TTS Muna Dataset

License icon

License:

CC-BY-NC-SA-4.0

Shield icon

Steward:

Community

Task: TTS

Release Date: 1/30/2026

Format: WEBM & TSV

Size: 316.34 MB


Share

Description

The Muna language, locally known as Wuna, is an Austronesian language spoken by approximately 300,000 people in Southeast Sulawesi, primarily on Muna Island, large parts of West Muna, and the western coastal areas of Buton and Central Buton, Indonesia. According to data from Ethnologue and the Kemendikbud Language Map, this language has an extensive distribution but faces sustainability challenges, currently holding a Threatened status as it is increasingly less common for it to be actively passed down to the youngest generation. Internally, the Muna language possesses a rich diversity of dialects that reflect the historical migration of its people, including Standard Muna in central areas like Raha, the Gu-Mawasangka dialect in Central Buton, and specialized dialects on smaller islands such as Kadatua and Siompu. Furthermore, the Tiworo dialect is specifically spoken in the northwest or the Tiworo Archipelago and West Muna regions, featuring distinct lexical characteristics that set it apart from the central dialect, while the Lohia dialect is rooted in the Lohia District with unique phonological traits and a sharp accent. The existence of the Tiworo and Lohia dialects emphasizes that while Muna appears to be a single entity, there are strong local linguistic variations officially recognized by both Ethnologue and Kemendikbud documentation.
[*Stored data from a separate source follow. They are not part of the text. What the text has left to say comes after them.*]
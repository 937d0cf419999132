//! Reanalysis batch downloader.
//!
//! Requests combined grib files from a CDS style reanalysis web API over a
//! range of dates, combining a window of days into each file. Downloads run
//! on a bounded worker pool with a fixed cooldown between submissions, and
//! requests rotate across the configured account credentials, waiting out the
//! queue when every account is saturated.
use chrono::NaiveDate;
use clap::{crate_version, App, Arg, ArgMatches};
use cyckit::{bail, daily_hours, date_windows, parse_day_string};
use dirs::home_dir;
use reqwest::blocking::Client;
use serde::Deserialize;
use serde_json::json;
use std::{
    error::Error,
    fs,
    fs::File,
    io,
    path::PathBuf,
    str::FromStr,
    thread,
    time::Duration,
};
use strum::IntoEnumIterator;
use strum_macros::{EnumIter, EnumString, IntoStaticStr};
use threadpool::ThreadPool;

const API_URL: &str = "https://cds.climate.copernicus.eu/api/v2";

const WORKERS: usize = 4;
const SUBMIT_COOLDOWN: Duration = Duration::from_secs(15);
const POLL_INTERVAL: Duration = Duration::from_secs(30);
const SATURATED_SLEEP: Duration = Duration::from_secs(60 * 60);

// An account with this many queued or running tasks is passed over.
const MAX_ACTIVE_TASKS: usize = 5;

fn main() {
    if let Err(e) = run() {
        println!("error: {}", e);

        let mut err = &*e;

        while let Some(cause) = err.source() {
            println!("caused by: {}", cause);
            err = cause;
        }

        ::std::process::exit(1);
    }
}

fn run() -> Result<(), Box<dyn Error>> {
    let matches = parse_args();

    let levels = matches
        .value_of("levels")
        .map(|val| LevelSet::from_str(val).unwrap()) // Safe, clap checked it.
        .unwrap();

    let root = matches
        .value_of("root")
        .map(PathBuf::from)
        .or_else(|| {
            home_dir().map(|hd| hd.join("cyckit").join("ERA5").join(levels.as_str()))
        })
        .expect("Invalid root.");

    let start = parse_day_string(matches.value_of("start-date").unwrap());
    let end = parse_day_string(matches.value_of("end-date").unwrap());
    let days_per_file = parse_int(&matches, "days-per-file");
    let start_hour = parse_int(&matches, "start-hour");
    let hour_int = parse_int(&matches, "hour-int");

    let windows = date_windows(start, end, days_per_file)?;
    let hours = daily_hours(start_hour, hour_int)?;

    let auths = load_credentials(&matches)?;

    println!("Creating download directory {}", root.display());
    fs::create_dir_all(&root)?;

    println!("Download date range: {} -- {}", start, end);
    println!(
        "Download hours: {}",
        hours
            .iter()
            .map(|h| format!("{:02}:00:00", h))
            .collect::<Vec<String>>()
            .join("/")
    );

    // check for existing files corresponding to requests in case of restart
    let mut outstanding: Vec<RetrievalRequest> = vec![];
    for (first_day, last_day) in windows {
        let request = RetrievalRequest::new(&root, levels, first_day, last_day, hours.clone());

        if request.path.is_file() {
            println!("Skipping {}, file already found.", request.path.display());
        } else {
            outstanding.push(request);
        }
    }

    println!("+------------------------------------------+");
    for request in &outstanding {
        println!("Requesting download {}", request.path.display());
    }
    println!("+------------------------------------------+");

    let pool = ThreadPool::new(WORKERS);
    let status_client = Client::new();
    let mut rotation = 0usize;

    for request in outstanding {
        thread::sleep(SUBMIT_COOLDOWN);

        let auth = next_free_credential(&status_client, &auths, &mut rotation);
        println!(
            "Dispatching {} with account {}",
            request.path.display(),
            auth.uid
        );

        pool.execute(move || {
            match retrieve(&request, &auth) {
                Ok(()) => println!("Download complete: {}", request.path.display()),
                Err(err) => println!("Download failed for {}: {}", request.path.display(), err),
            }
        });
    }

    pool.join();

    Ok(())
}
use super::sources::{self, GefsMember};
use super::{ReqInfo, StepResult};
use crossbeam_channel as channel;
use cyckit::CycleSpec;
use itertools::iproduct;
use std::{path::Path, thread::spawn};

/// Build the full request list for a schedule: one file per cycle x member x
/// forecast lead. Files already present under the root (from a previous,
/// interrupted run) are skipped. Returns the list and the skip count.
pub fn build_download_list(
    spec: &CycleSpec,
    members: &[GefsMember],
    root: &Path,
) -> (Vec<ReqInfo>, usize) {
    let leads = spec.leads();

    let mut requests = vec![];
    let mut skipped = 0;

    for (cycle, &member) in iproduct!(spec.cycles(), members) {
        for &lead in &leads {
            let path = sources::local_path(root, member, cycle, lead);

            if path.is_file() {
                skipped += 1;
                continue;
            }

            requests.push(ReqInfo {
                member,
                cycle,
                lead,
                url: sources::build_url(member, cycle, lead),
                path,
            });
        }
    }

    (requests, skipped)
}

pub fn start_generator_thread(requests: Vec<ReqInfo>, generator_tx: channel::Sender<StepResult>) {
    spawn(move || {
        requests
            .into_iter()
            .map(StepResult::Request)
            .for_each(move |request| {
                if generator_tx.send(request).is_err() {
                    return;
                }
            });
    });
}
All these dialects form a cohesive Muna language ecosystem that is grammatically complex, particularly in its use of verb conjugation systems based on subjects and temporal aspects, making it one of the most unique indigenous languages in the Celebic region.

Specifics

Licensing

Creative Commons Attribution Non Commercial Share Alike 4.0 International (CC-BY-NC-SA-4.0)

https://spdx.org/licenses/CC-BY-NC-SA-4.0.html

Considerations

Restrictions/Special Constraints

This dataset is intended for research, education, and cultural preservation purposes.

Forbidden Usage

This dataset may not be used for commercial purposes, modified in format, or reproduced in any other form.

Processes

Ethical Review

The dataset creator has obtained permission from the South East Sulawesi Provincial Language Council (Balai Bahasa Provinsi Sulawesi Tenggara), under the Ministry of Primary and Secondary Education of Indonesia, to utilize Pabitara Magazine and the Children’s Stories published between 2018 and 2025. The magazines and children's stories were originally in PDF format and have been converted into TXT files. The TXT files were read and recorded by native Muna speakers through the hosting platform https://sabre-2.onrender.com/. The collection of audio recordings was compiled into a comprehensive dataset.

Intended Use

These magazines and children's storybooks are intended for research, education, as well as cultural archiving and preservation. The same objectives apply to this TTS dataset.

Metadata

Language:

The languages used in this dataset are the Muna language, specifically the Muna, Tiworo, and Lohia dialects. It is spoken by native Muna speakers in their 20s to 30s. In the texts converted into speech, there is code-mixing between the Muna and Indonesian languages.

Source(s):

The dataset is derived from 11 issues of Pabitara Magazine and 8 Children’s Storybooks published by Balai Bahasa Provinsi Sulawesi Tenggara between 2018 and 2025. These materials were issued under the Ministry of Primary and Secondary Education of Indonesia.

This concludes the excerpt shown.